Note 1 : Dans le présent document, les termes employés pour désigner des personnes sont pris au sens générique, ils ont à la fois la valeur d’un féminin et d’un masculin.

Note 2 : Dans cet article, je vais essayer de vous parler des huits mutations (2ème partie) du BDSMiste dans sa pratique, et comment nous en sommes arrivés à un BDSM 2.0, à des gamers selon mon point de vue.

Note 3 : Cet article fait suite à l’article : Les huit mutations du BDSMiste ou de l’encordiste  hypermoderne dans sa pratique (1er partie)

Le rapport au temps

Le rapport au temps de l’individu fait l’objet d’une accélération (Harmut Rosa) continue, surtout depuis le développement des outils de communication tels que le téléphone portable, Internet, l’ordinateur de poche.

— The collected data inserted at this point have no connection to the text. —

//! Airline name to designator lookup.
//!
//! Names are matched case-insensitively on word boundaries, longest name
//! first, so "American Eagle" wins over "American".

pub(super) const AIRLINE_NAMES: &[(&str, &str)] = &[
    ("Aegean", "A3"),
    ("Aer Lingus", "EI"),
    ("Aeromexico", "AM"),
    ("Air Canada", "AC"),
    ("Air China", "CA"),
    ("Air Europa", "UX"),
    ("Air France", "AF"),
    ("Air India", "AI"),
    ("Air New Zealand", "NZ"),
    ("Air Transat", "TS"),
    ("Alaska", "AS"),
    ("Alaska Airlines", "AS"),
    ("Alitalia", "AZ"),
    ("All Nippon Airways", "NH"),
    ("ANA", "NH"),
    ("American", "AA"),
    ("American Airlines", "AA"),
    ("American Eagle", "AA"),
    ("Asiana", "OZ"),
    ("Austrian", "OS"),
    ("Avianca", "AV"),
    ("British Airways", "BA"),
    ("Brussels Airlines", "SN"),
    ("Cathay Pacific", "CX"),
    ("China Airlines", "CI"),
    ("China Eastern", "MU"),
    ("China Southern", "CZ"),
    ("Condor", "DE"),
    ("Copa", "CM"),
    ("Delta", "DL"),
    ("Delta Air Lines", "DL"),
    ("easyJet", "U2"),
    ("Edelweiss", "WK"),
    ("EL AL", "LY"),
    ("Emirates", "EK"),
    ("Ethiopian", "ET"),
    ("Etihad", "EY"),
    ("EVA Air", "BR"),
    ("Finnair", "AY"),
    ("Frontier", "F9"),
    ("Hawaiian", "HA"),
    ("Iberia", "IB"),
    ("Icelandair", "FI"),
    ("ITA Airways", "AZ"),
    ("Japan Airlines", "JL"),
    ("JetBlue", "B6"),
    ("KLM", "KL"),
    ("Korean Air", "KE"),
    ("LATAM", "LA"),
    ("LOT", "LO"),
    ("Lufthansa", "LH"),
    ("Norwegian", "DY"),
    ("Qantas", "QF"),
    ("Qatar Airways", "QR"),
    ("Royal Air Maroc", "AT"),
    ("Ryanair", "FR"),
    ("SAS", "SK"),
    ("Scandinavian Airlines", "SK"),
    ("Singapore Airlines", "SQ"),
    ("South African Airways", "SA"),
    ("Southwest", "WN"),
    ("Spirit", "NK"),
    ("Sun Country", "SY"),
    ("SWISS", "LX"),
    ("TAP Air Portugal", "TP"),
    ("Thai Airways", "TG"),
    ("Turkish Airlines", "TK"),
    ("United", "UA"),
    ("Virgin Atlantic", "VS"),
    ("Virgin Australia", "VA"),
    ("Vueling", "VY"),
    ("WestJet", "WS"),
];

Nous passons d’une période où le bdsmiste était soumis au temps et à ses contraintes naturelles à une période où il ne cesse de violenter le temps pour en tirer le maximum de profit et de plaisir. Le rythme du temps des individus était rythmé selon les obligations de la vie sociale : travail, vie religieuse, etc. C’était un temps cyclique, une contrainte collective. Aujourd’hui, l’individu hypermoderne, le BDSMiste 2.0 veut dominer le temps, le maîtriser. Dans ce contexte, la vitesse devient le pouvoir. En d’autres termes, le temps cesse d’être une valeur d’usage (que puis-je faire, comment puis-je « engager » le temps qui m’est imparti ?)  pour devenir une valeur d’échange ( de quoi le temps engagé à faire ceci me prive-t-il ?).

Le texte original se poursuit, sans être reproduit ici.